Tasklist [/S system [/u username [/P [Password] [/M [module] |/svc |/V] [/FI filter] [/FO format] [/NH]
　
Parameter description
　
/S system specifies the remote system to connect.
　
/U [domain/] User specifies which user to use to execute this command.
　
/P [Password] specifies the password for the specified user.
　
/M [module] lists all processes that call the specified DLL module. If no module name is specified, all modules loaded by each process are displayed.
　
/Svc displays the services in each process.
　
/V displays details.
　
Operation instance:
　
Enter "tasklist/s 192.168.1.8/u administrator/P test" (excluding quotation marks) at the command prompt to view the process of the remote system whose IP address is 192.168.1.8. "192.168.1.8" after the/S parameter indicates the IP address of the remote system to be viewed, and "Administrator" after/u indicates the user account used by the tasklist command, it must be a valid account on the remote system, and the "test" after/P indicates the password of the administrator account. (Figure 6)
　
　　

 

　
Tip: when you use the tasklist command to view the processes in the remote system, the remote machine RPC service is required. Otherwise, the command cannot be used normally.
　
Supplement: the "tasklist" command corresponds to the "taskkill" command, which is used to shut down the process.

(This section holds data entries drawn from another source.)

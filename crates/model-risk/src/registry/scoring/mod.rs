//! Inherent-risk scoring: a pure function from a canonical registration
//! record and a versioned configuration to a total score, a per-factor
//! breakdown, and a tier assignment.

pub mod config;

use std::collections::BTreeMap;

use serde::{Deserialize, Serialize};

use super::domain::{ModelRecord, RiskFactor};
use config::ScoringConfig;

/// Selected level and awarded points for one factor of an assessment.
#[derive(Debug, Clone, PartialEq, Eq, Serialize, Deserialize)]
pub struct FactorScore {
    pub value: String,
    pub points: u32,
}

/// Per-factor breakdown in canonical factor order. `BTreeMap` keyed by
/// `RiskFactor` serializes in enum declaration order, keeping the display
/// stable across runs regardless of input order.
pub type ScoreBreakdown = BTreeMap<RiskFactor, FactorScore>;

/// A registration record together with its inherent-risk assessment. Owns a
/// copy of the record so later configuration changes never retroactively
/// alter an issued assessment.
#[derive(Debug, Clone, PartialEq, Eq, Serialize, Deserialize)]
pub struct ScoredRecord {
    #[serde(flatten)]
    pub record: ModelRecord,
    pub inherent_risk_score: u32,
    pub proposed_risk_tier: String,
    pub proposed_tier_description: String,
    pub score_breakdown: ScoreBreakdown,
    pub scoring_version: String,
}

/// Scoring failures. Both variants indicate an input/configuration mismatch
/// and reproduce deterministically, so they are surfaced and never retried.
#[derive(Debug, Clone, PartialEq, Eq, thiserror::Error)]
pub enum ScoringError {
    #[error("level '{level}' is not in the scoring table for factor '{factor}'")]
    UnknownCategory { factor: RiskFactor, level: String },
    #[error("total score {score} falls outside every configured tier range")]
    UnscoredRange { score: u32 },
}

/// Stateless engine applying one validated scoring configuration. Immutable
/// after construction; hot reload means building a new engine and swapping
/// the `Arc` wholesale.
#[derive(Debug, Clone)]
pub struct ScoringEngine {
    config: ScoringConfig,
}

impl ScoringEngine {
    /// Build an engine over a configuration. Structural validation happens
    /// at load time ([`ScoringConfig::validate`]); the engine itself only
    /// surfaces lookup failures, so a mismatched table still fails loudly
    /// per record instead of being silently papered over.
    pub fn new(config: ScoringConfig) -> Self {
        Self { config }
    }

    pub fn config(&self) -> &ScoringConfig {
        &self.config
    }

    pub fn scoring_version(&self) -> &str {
        &self.config.scoring_version
    }

    /// Score a registration record under this engine's configuration.
    pub fn score(&self, record: &ModelRecord) -> Result<ScoredRecord, ScoringError> {
        let mut breakdown = ScoreBreakdown::new();
        let mut total: u32 = 0;

        for factor in RiskFactor::ALL {
            let level = record.selection(factor);
            let points = self
                .config
                .risk_scoring_table
                .points(factor, level)
                .ok_or_else(|| ScoringError::UnknownCategory {
                    factor,
                    level: level.to_string(),
                })?;
            total += points;
            breakdown.insert(
                factor,
                FactorScore {
                    value: level.to_string(),
                    points,
                },
            );
        }

        let tier = self
            .config
            .tier_thresholds
            .assign(total)
            .ok_or(ScoringError::UnscoredRange { score: total })?;

        Ok(ScoredRecord {
            record: record.clone(),
            inherent_risk_score: total,
            proposed_risk_tier: tier.tier.clone(),
            proposed_tier_description: tier.description.clone(),
            score_breakdown: breakdown,
            scoring_version: self.config.scoring_version.clone(),
        })
    }
}
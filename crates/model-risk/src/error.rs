use crate::config::ConfigError;
use crate::registry::service::RegistrationError;
use crate::telemetry::TelemetryError;
use axum::http::StatusCode;
use axum::response::{IntoResponse, Response};
use axum::Json;
use serde_json::json;

/// Top-level error for the binaries: everything that can stop the service
/// from starting or a command from completing.
#[derive(Debug, thiserror::Error)]
pub enum AppError {
    #[error("configuration error: {0}")]
    Config(#[from] ConfigError),
    #[error("telemetry error: {0}")]
    Telemetry(#[from] TelemetryError),
    #[error("io error: {0}")]
    Io(#[from] std::io::Error),
    #[error("server error: {0}")]
    Server(#[from] axum::Error),
    #[error("registry error: {0}")]
    Registry(#[from] RegistrationError),
}

impl IntoResponse for AppError {
    fn into_response(self) -> Response {
        let status = match self {
            AppError::Registry(_) => StatusCode::BAD_REQUEST,
            AppError::Config(_) | AppError::Telemetry(_) | AppError::Io(_) | AppError::Server(_) => {
                StatusCode::INTERNAL_SERVER_ERROR
            }
        };

        let body = Json(json!({ "error": self.to_string() }));
        (status, body).into_response()
    }
}
use std::collections::HashMap;
use std::sync::{Arc, Mutex};

use axum::response::Response;
use serde_json::Value;

use crate::registry::domain::{ModelId, ModelRecord, RawRegistration};
use crate::registry::repository::{InventoryEntry, InventoryError, ModelInventory};
use crate::registry::scoring::config::ScoringConfig;
use crate::registry::scoring::ScoringEngine;
use crate::registry::service::RegistrationService;

pub(super) fn raw_registration() -> RawRegistration {
    RawRegistration {
        model_id: None,
        registered_at: None,
        model_name: "Predictive Maintenance Model v2.1".to_string(),
        business_use: "Predicts equipment failures to schedule proactive servicing.".to_string(),
        domain: "Operations Efficiency".to_string(),
        model_type: "ML classifier (time-series)".to_string(),
        deployment_mode: "Real-time".to_string(),
        decision_criticality: "Medium".to_string(),
        data_sensitivity: "Confidential".to_string(),
        automation_level: "Semi-Automated".to_string(),
        regulatory_materiality: "Medium".to_string(),
        owner_team: Some("Reliability Engineering".to_string()),
        model_stage: Some("Production".to_string()),
        deployment_region: Some("North America".to_string()),
    }
}

pub(super) fn max_risk_registration() -> RawRegistration {
    RawRegistration {
        decision_criticality: "High".to_string(),
        data_sensitivity: "Restricted".to_string(),
        automation_level: "Fully Automated".to_string(),
        regulatory_materiality: "High".to_string(),
        ..raw_registration()
    }
}

pub(super) fn record() -> ModelRecord {
    crate::registry::normalizer::normalize(raw_registration()).expect("valid registration")
}

pub(super) fn engine() -> ScoringEngine {
    ScoringEngine::new(ScoringConfig::builtin())
}

#[derive(Default, Clone)]
pub(super) struct MemoryInventory {
    entries: Arc<Mutex<HashMap<ModelId, InventoryEntry>>>,
}

impl ModelInventory for MemoryInventory {
    fn upsert(&self, entry: InventoryEntry) -> Result<InventoryEntry, InventoryError> {
        let mut guard = self.entries.lock().expect("inventory mutex poisoned");
        guard.insert(entry.model_id().clone(), entry.clone());
        Ok(entry)
    }

    fn fetch(&self, id: &ModelId) -> Result<Option<InventoryEntry>, InventoryError> {
        let guard = self.entries.lock().expect("inventory mutex poisoned");
        Ok(guard.get(id).cloned())
    }

    fn list(&self) -> Result<Vec<InventoryEntry>, InventoryError> {
        let guard = self.entries.lock().expect("inventory mutex poisoned");
        Ok(guard.values().cloned().collect())
    }
}

pub(super) struct UnavailableInventory;

impl ModelInventory for UnavailableInventory {
    fn upsert(&self, _entry: InventoryEntry) -> Result<InventoryEntry, InventoryError> {
        Err(InventoryError::Unavailable("store offline".to_string()))
    }

    fn fetch(&self, _id: &ModelId) -> Result<Option<InventoryEntry>, InventoryError> {
        Err(InventoryError::Unavailable("store offline".to_string()))
    }

    fn list(&self) -> Result<Vec<InventoryEntry>, InventoryError> {
        Err(InventoryError::Unavailable("store offline".to_string()))
    }
}

pub(super) fn memory_service() -> (Arc<RegistrationService<MemoryInventory>>, MemoryInventory) {
    let inventory = MemoryInventory::default();
    let service = Arc::new(RegistrationService::new(
        Arc::new(inventory.clone()),
        engine(),
    ));
    (service, inventory)
}

pub(super) async fn read_json_body(response: Response) -> Value {
    let bytes = axum::body::to_bytes(response.into_body(), usize::MAX)
        .await
        .expect("body bytes");
    serde_json::from_slice(&bytes).expect("json body")
}
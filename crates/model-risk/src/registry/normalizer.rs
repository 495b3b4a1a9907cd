use chrono::{SecondsFormat, Utc};

use super::domain::{ModelId, ModelRecord, RawRegistration};

/// Required registration fields, in form order. Surfaced alongside
/// validation failures so callers can re-prompt precisely.
pub const REQUIRED_FIELDS: &[&str] = &[
    "model_name",
    "business_use",
    "domain",
    "model_type",
    "deployment_mode",
    "decision_criticality",
    "data_sensitivity",
    "automation_level",
    "regulatory_materiality",
];

/// Raised when required registration fields are absent or blank.
#[derive(Debug, Clone, PartialEq, Eq, thiserror::Error)]
#[error("missing required fields: {}", .missing.join(", "))]
pub struct ValidationError {
    pub missing: Vec<&'static str>,
}

/// Produce the canonical registration record from raw form input.
///
/// Identity fields are idempotent: an incoming `model_id` or `registered_at`
/// is preserved verbatim, and fresh values are assigned only when absent.
/// Optional metadata normalizes blank input to `None` so downstream
/// consumers can tell "not provided" from "provided but empty".
pub fn normalize(raw: RawRegistration) -> Result<ModelRecord, ValidationError> {
    let required = [
        ("model_name", raw.model_name.trim()),
        ("business_use", raw.business_use.trim()),
        ("domain", raw.domain.trim()),
        ("model_type", raw.model_type.trim()),
        ("deployment_mode", raw.deployment_mode.trim()),
        ("decision_criticality", raw.decision_criticality.trim()),
        ("data_sensitivity", raw.data_sensitivity.trim()),
        ("automation_level", raw.automation_level.trim()),
        ("regulatory_materiality", raw.regulatory_materiality.trim()),
    ];

    let missing: Vec<&'static str> = required
        .iter()
        .filter(|(_, value)| value.is_empty())
        .map(|(field, _)| *field)
        .collect();

    if !missing.is_empty() {
        return Err(ValidationError { missing });
    }

    let model_id = raw
        .model_id
        .as_deref()
        .map(str::trim)
        .filter(|id| !id.is_empty())
        .map(|id| ModelId(id.to_string()))
        .unwrap_or_else(ModelId::generate);

    let registered_at = raw
        .registered_at
        .as_deref()
        .map(str::trim)
        .filter(|stamp| !stamp.is_empty())
        .map(str::to_string)
        .unwrap_or_else(registration_timestamp);

    Ok(ModelRecord {
        model_id,
        registered_at,
        model_name: raw.model_name.trim().to_string(),
        business_use: raw.business_use.trim().to_string(),
        domain: raw.domain.trim().to_string(),
        model_type: raw.model_type.trim().to_string(),
        deployment_mode: raw.deployment_mode.trim().to_string(),
        decision_criticality: raw.decision_criticality.trim().to_string(),
        data_sensitivity: raw.data_sensitivity.trim().to_string(),
        automation_level: raw.automation_level.trim().to_string(),
        regulatory_materiality: raw.regulatory_materiality.trim().to_string(),
        owner_team: normalize_optional(raw.owner_team),
        model_stage: normalize_optional(raw.model_stage),
        deployment_region: normalize_optional(raw.deployment_region),
    })
}

fn normalize_optional(value: Option<String>) -> Option<String> {
    value
        .map(|value| value.trim().to_string())
        .filter(|value| !value.is_empty())
}

/// UTC registration timestamp at whole-second precision, `Z`-suffixed.
fn registration_timestamp() -> String {
    Utc::now().to_rfc3339_opts(SecondsFormat::Secs, true)
}
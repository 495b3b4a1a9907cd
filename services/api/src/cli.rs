use std::path::PathBuf;

use clap::{Args, Parser, Subcommand};
use model_risk::error::AppError;

use crate::demo::{run_assess, run_demo, AssessArgs, DemoArgs};
use crate::server;

#[derive(Parser, Debug)]
#[command(
    name = "Model Risk Intake Service",
    about = "Register AI models, compute inherent-risk assessments, and export inventory artifacts",
    version
)]
struct Cli {
    #[command(subcommand)]
    command: Option<Command>,
}

#[derive(Subcommand, Debug)]
enum Command {
    /// Start the HTTP service (default command)
    Serve(ServeArgs),
    /// Score a raw registration JSON file and print the assessment
    Assess(AssessArgs),
    /// Run an end-to-end registration, scoring, and export demo
    Demo(DemoArgs),
}

#[derive(Args, Debug, Default)]
pub(crate) struct ServeArgs {
    /// Override the configured host for the HTTP server
    #[arg(long)]
    pub(crate) host: Option<String>,
    /// Override the configured port for the HTTP server
    #[arg(long)]
    pub(crate) port: Option<u16>,
    /// Override the scoring configuration JSON path
    #[arg(long)]
    pub(crate) scoring_config: Option<PathBuf>,
}

pub(crate) async fn run() -> Result<(), AppError> {
    let cli = Cli::parse();
    let command = cli
        .command
        .unwrap_or_else(|| Command::Serve(ServeArgs::default()));

    match command {
        Command::Serve(args) => server::run(args).await,
        Command::Assess(args) => run_assess(args),
        Command::Demo(args) => run_demo(args),
    }
}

In addition to disabling local processes, you can also disable remote computer processes to help administrators Control LAN users to run certain programs.
　
For example, to shut down the qq.exe process with the IP address 192.168.1.8133, you can use either of the following methods:
　
Method 1:
　
First use tasklist to find its PID. We can see from Figure 6 that the PID value of the QQ. EXE process is 892, and then run:
　
Taskkill/f/PID 1132 "command. The "/PID" parameter is followed by the PID value of the process to be terminated, and/F is forced to end.
　
　　

　
Method 2:
　
Run the "taskkill/f/IM qq.exe" command directly. The "/im" parameter is followed by the process image name.
　
Summary: in fact, there are some very practical commands in the system. The flexible use of these tools by network administrators can free themselves to the greatest extent possible. At the same time, it saves the trouble of downloading and installing specialized tools and is more common.